WHAT IS EXPECTED: Each line of the data below that includes the string "NaiveDateTime" must be copied.

SOURCE DATA:

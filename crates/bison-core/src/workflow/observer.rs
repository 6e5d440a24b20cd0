//! Observability channel injected into every handler
//!
//! Handlers never print; they emit [`ExecutionEvent`]s. [`LogObserver`]
//! forwards them to the `log` facade, [`MemoryObserver`] keeps them for
//! inspection.

use super::outcome::DependentStep;
use super::traits::ExecutionObserver;
use crate::clients::HttpMethod;
use std::sync::Mutex;

#[derive(Debug, Clone, PartialEq, Eq)]
pub enum ExecutionEvent {
    BatchStarted {
        execution_id: String,
        operation: String,
        items: usize,
    },
    RequestIssued {
        item_index: usize,
        method: HttpMethod,
        path: String,
    },
    IdTokensDropped {
        item_index: usize,
        parameter: String,
        tokens: Vec<String>,
    },
    DependentStepSucceeded {
        item_index: usize,
        step: DependentStep,
    },
    DependentStepFailed {
        item_index: usize,
        step: DependentStep,
        error: String,
    },
    ItemFailed {
        item_index: usize,
        error: String,
        continued: bool,
    },
    OptionsLoadFailed {
        source: String,
        error: String,
    },
    BatchFinished {
        execution_id: String,
        records: usize,
        failures: usize,
    },
}

/// Default observer: structured events rendered through `log`
#[derive(Debug, Default, Clone, Copy)]
pub struct LogObserver;

impl ExecutionObserver for LogObserver {
    fn record(&self, event: ExecutionEvent) {
        match event {
            ExecutionEvent::BatchStarted { execution_id, operation, items } => {
                log::info!("[{}] Running {} for {} item(s)", execution_id, operation, items);
            }
            ExecutionEvent::RequestIssued { item_index, method, path } => {
                log::debug!("Item {}: {} {}", item_index, method, path);
            }
            ExecutionEvent::IdTokensDropped { item_index, parameter, tokens } => {
                log::warn!(
                    "Item {}: ignored non-numeric ID(s) {:?} in '{}'",
                    item_index, tokens, parameter
                );
            }
            ExecutionEvent::DependentStepSucceeded { item_index, step } => {
                log::info!("Item {}: {} succeeded", item_index, step);
            }
            ExecutionEvent::DependentStepFailed { item_index, step, error } => {
                log::warn!(
                    "Item {}: {} failed, primary result kept: {}",
                    item_index, step, error
                );
            }
            ExecutionEvent::ItemFailed { item_index, error, continued } => {
                if continued {
                    log::warn!("Item {} failed, continuing: {}", item_index, error);
                } else {
                    log::error!("Item {} failed: {}", item_index, error);
                }
            }
            ExecutionEvent::OptionsLoadFailed { source, error } => {
                log::error!("Error loading {}: {}", source, error);
            }
            ExecutionEvent::BatchFinished { execution_id, records, failures } => {
                log::info!(
                    "[{}] Finished with {} record(s), {} failure(s)",
                    execution_id, records, failures
                );
            }
        }
    }
}

/// Collects events in memory
#[derive(Debug, Default)]
pub struct MemoryObserver {
    events: Mutex<Vec<ExecutionEvent>>,
}

impl MemoryObserver {
    pub fn new() -> Self {
        Self::default()
    }

    pub fn events(&self) -> Vec<ExecutionEvent> {
        self.events
            .lock()
            .map(|events| events.clone())
            .unwrap_or_default()
    }

    pub fn dependent_failures(&self) -> Vec<(usize, DependentStep, String)> {
        self.events()
            .into_iter()
            .filter_map(|event| match event {
                ExecutionEvent::DependentStepFailed { item_index, step, error } => {
                    Some((item_index, step, error))
                }
                _ => None,
            })
            .collect()
    }
}

impl ExecutionObserver for MemoryObserver {
    fn record(&self, event: ExecutionEvent) {
        if let Ok(mut events) = self.events.lock() {
            events.push(event);
        }
    }
}
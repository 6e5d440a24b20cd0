//! Campaign operations
//!
//! `create` is the one composite operation with two dependent steps: once
//! the campaign exists its sender emails are attached and the first sequence
//! step is written. Both are best-effort; the campaign is returned either way.

use super::{entity_id, OperationContext};
use crate::clients::ApiRequest;
use crate::error::{BisonError, Result};
use crate::params::{parse_id_token, value_as_bool, value_as_string, IdList, Params};
use crate::payload::{Payload, CAMPAIGN_FIELDS, CAMPAIGN_UPDATE_FIELDS};
use crate::workflow::{DependentStep, Outcome};
use bison_types::CampaignOperation;
use chrono::{DateTime, NaiveDate, NaiveDateTime, Utc};
use serde_json::{json, Value};

const SCHEDULE_FORMAT: &str = "%Y-%m-%d %H:%M:%S";

const NAIVE_FORMATS: &[&str] = &[
    "%Y-%m-%dT%H:%M:%S%.f",
    "%Y-%m-%dT%H:%M:%S",
    "%Y-%m-%d %H:%M:%S",
    "%Y-%m-%dT%H:%M",
    "%Y-%m-%d %H:%M",
];

pub async fn execute(
    ctx: &OperationContext<'_>,
    operation: CampaignOperation,
) -> Result<Vec<Value>> {
    match operation {
        CampaignOperation::Create => create(ctx).await,
        CampaignOperation::Get => {
            let campaign_id = campaign_id(ctx.params())?;
            ctx.records(ApiRequest::get(format!("/campaigns/{}", campaign_id))).await
        }
        CampaignOperation::GetMany => {
            let filters = ctx.params().collection("filters")?;
            let mut request = ApiRequest::get("/campaigns");
            for key in ["status", "tag"] {
                if let Some(value) = filters.get(key).and_then(value_as_string) {
                    request = request.query(key, value);
                }
            }
            ctx.list(request).await
        }
        CampaignOperation::Update => update(ctx).await,
        CampaignOperation::Delete => {
            let campaign_id = campaign_id(ctx.params())?;
            ctx.delete(format!("/campaigns/{}", campaign_id), &campaign_id).await
        }
        CampaignOperation::DeleteMany => {
            let ids = ctx.params().required_id_list("campaignIds", "campaign ID")?;
            let request = ApiRequest::delete("/campaigns/bulk")
                .json(json!({ "campaign_ids": ids.as_slice() }));
            let records = ctx.records(request).await?;
            if records.is_empty() {
                Ok(vec![json!({"success": true, "campaign_ids": ids.as_slice()})])
            } else {
                Ok(records)
            }
        }
        CampaignOperation::Pause => {
            let campaign_id = campaign_id(ctx.params())?;
            ctx.records(ApiRequest::patch(format!("/campaigns/{}/pause", campaign_id))).await
        }
        CampaignOperation::Resume => {
            let campaign_id = campaign_id(ctx.params())?;
            ctx.records(ApiRequest::patch(format!("/campaigns/{}/resume", campaign_id))).await
        }
        CampaignOperation::AddLeads => {
            let campaign_id = campaign_id(ctx.params())?;
            let lead_ids = ctx.params().required_id_list("leadIds", "lead ID")?;
            let request = ApiRequest::post(format!("/campaigns/{}/leads", campaign_id))
                .json(json!({ "lead_ids": lead_ids.as_slice() }));
            ctx.records(request).await
        }
        CampaignOperation::AddSequenceStep => add_sequence_step(ctx).await,
    }
}

fn campaign_id(params: &Params<'_>) -> Result<String> {
    params.required_id("campaignId", "Campaign ID")
}

async fn create(ctx: &OperationContext<'_>) -> Result<Vec<Value>> {
    let params = ctx.params();

    // Nothing is sent unless all of these are present
    let name = params.required_string("name", "Campaign name")?;
    let subject = params.required_string("subject", "Subject")?;
    let content = params.required_text("emailContent", "Email content")?;
    let sender_emails = params.required_id_list("senderEmails", "sender email ID")?;
    let tags = params.id_list("tags");
    let scheduled_at = scheduled_at(params)?;

    let mut payload = Payload::new();
    payload
        .insert("name", name.as_str())
        .insert("subject", subject.as_str())
        .insert("html_content", content.as_str())
        .insert_opt("scheduled_at", scheduled_at)
        .insert_ids("tags", &tags);
    payload.apply(params, CAMPAIGN_FIELDS)?;

    let campaign = ctx
        .fetch(ApiRequest::post("/campaigns").json(payload.into_value()))
        .await?;
    log::info!("Campaign '{}' created", name);

    let mut outcome = Outcome::new(campaign);
    match entity_id(&outcome.primary) {
        Some(id) => {
            attach_sender_emails(ctx, &mut outcome, id, &sender_emails).await;
            let step = json!({
                "title": format!("{} sequence", name),
                "sequence_steps": [{
                    "email_subject": subject,
                    "email_body": content,
                    "wait_in_days": 1,
                    "order": 1,
                }],
            });
            let path = format!("/campaigns/v1.1/{}/sequence-steps", id);
            let request = ApiRequest::post(path).json(step);
            match ctx.call(request).await {
                Ok(_) => outcome.succeeded(DependentStep::CreateSequenceStep),
                Err(e) => outcome.failed(DependentStep::CreateSequenceStep, e.to_string()),
            }
        }
        None => {
            let message = "campaign response carried no numeric id";
            outcome.failed(DependentStep::AttachSenderEmails, message);
            outcome.failed(DependentStep::CreateSequenceStep, message);
        }
    }

    ctx.report(&outcome);
    Ok(vec![outcome.primary])
}

async fn update(ctx: &OperationContext<'_>) -> Result<Vec<Value>> {
    let params = ctx.params();
    let campaign_id = campaign_id(params)?;
    let sender_emails = params.id_list("senderEmails");
    let tags = params.id_list("tags");

    let mut payload = Payload::new();
    payload.apply(params, CAMPAIGN_UPDATE_FIELDS)?;
    payload
        .insert_opt("scheduled_at", scheduled_at(params)?)
        .insert_ids("tags", &tags);

    let campaign = ctx
        .fetch(ApiRequest::patch(format!("/campaigns/{}", campaign_id)).json(payload.into_value()))
        .await?;

    let mut outcome = Outcome::new(campaign);
    if !sender_emails.is_empty() {
        match parse_id_token(&campaign_id) {
            Some(id) => attach_sender_emails(ctx, &mut outcome, id, &sender_emails).await,
            None => outcome.failed(
                DependentStep::AttachSenderEmails,
                format!("campaign id '{}' is not numeric", campaign_id),
            ),
        }
    }

    ctx.report(&outcome);
    Ok(vec![outcome.primary])
}

async fn attach_sender_emails(
    ctx: &OperationContext<'_>,
    outcome: &mut Outcome<Value>,
    campaign_id: i64,
    sender_emails: &IdList,
) {
    let request = ApiRequest::post(format!("/campaigns/{}/attach-sender-emails", campaign_id))
        .json(json!({ "sender_email_ids": sender_emails.as_slice() }));
    match ctx.call(request).await {
        Ok(_) => outcome.succeeded(DependentStep::AttachSenderEmails),
        Err(e) => outcome.failed(DependentStep::AttachSenderEmails, e.to_string()),
    }
}

async fn add_sequence_step(ctx: &OperationContext<'_>) -> Result<Vec<Value>> {
    let params = ctx.params();
    let campaign_id = campaign_id(params)?;
    let subject = params.required_string("emailSubject", "Email subject")?;
    let body = params.required_text("emailBody", "Email body")?;
    let order = params.u64_or("stepOrder", 2)?;
    let wait_days = params.u64_or("waitDays", 3)?;
    let additional = params.collection("additionalFields")?;

    // Title lookup is a read; failing it only costs the nicer default
    let mut title_lookup = Outcome::new(());
    let title = match additional.get("sequenceTitle").and_then(value_as_string) {
        Some(title) => title,
        None => {
            let lookup = ApiRequest::get(format!("/campaigns/{}", campaign_id));
            let name = match ctx.fetch(lookup).await {
                Ok(campaign) => {
                    title_lookup.succeeded(DependentStep::ResolveSequenceTitle);
                    campaign.get("name").and_then(value_as_string)
                }
                Err(e) => {
                    title_lookup.failed(DependentStep::ResolveSequenceTitle, e.to_string());
                    None
                }
            };
            format!("{} sequence", name.unwrap_or_else(|| format!("Campaign {}", campaign_id)))
        }
    };
    ctx.report(&title_lookup);

    let step = json!({
        "title": title,
        "sequence_steps": [{
            "email_subject": subject,
            "email_body": body,
            "wait_in_days": wait_days,
            "order": order,
            "variant": additional.get("variant").and_then(value_as_bool).unwrap_or(false),
            "thread_reply": additional.get("threadReply").and_then(value_as_bool).unwrap_or(false),
        }],
    });

    let path = format!("/campaigns/v1.1/{}/sequence-steps", campaign_id);
    ctx.records(ApiRequest::post(path).json(step)).await
}

/// `scheduled_at` value, present only for `scheduleType = scheduled`
fn scheduled_at(params: &Params<'_>) -> Result<Option<String>> {
    match params.string_or("scheduleType", "now").as_str() {
        "now" => Ok(None),
        "scheduled" => {
            let raw = params.required_string("scheduledDate", "Scheduled date")?;
            normalize_schedule(&raw).map(Some)
        }
        other => Err(BisonError::validation(format!(
            "Unknown schedule type '{}', expected 'now' or 'scheduled'",
            other
        ))),
    }
}

/// Accepts RFC 3339, common naive date-times and plain dates; offsets are
/// converted to UTC
pub fn normalize_schedule(raw: &str) -> Result<String> {
    let raw = raw.trim();

    if let Ok(aware) = DateTime::parse_from_rfc3339(raw) {
        return Ok(aware.with_timezone(&Utc).format(SCHEDULE_FORMAT).to_string());
    }
    for format in NAIVE_FORMATS {
        if let Ok(naive) = NaiveDateTime::parse_from_str(raw, format) {
            return Ok(naive.format(SCHEDULE_FORMAT).to_string());
        }
    }
    if let Ok(date) = NaiveDate::parse_from_str(raw, "%Y-%m-%d") {
        return Ok(format!("{} 00:00:00", date.format("%Y-%m-%d")));
    }

    Err(BisonError::validation(format!(
        "Scheduled date '{}' is not a recognised date or date-time",
        raw
    )))
}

SOLUTION TO THIS EXERCISE:
use chrono::{DateTime, NaiveDate, NaiveDateTime, Utc};
        if let Ok(naive) = NaiveDateTime::parse_from_str(raw, format) {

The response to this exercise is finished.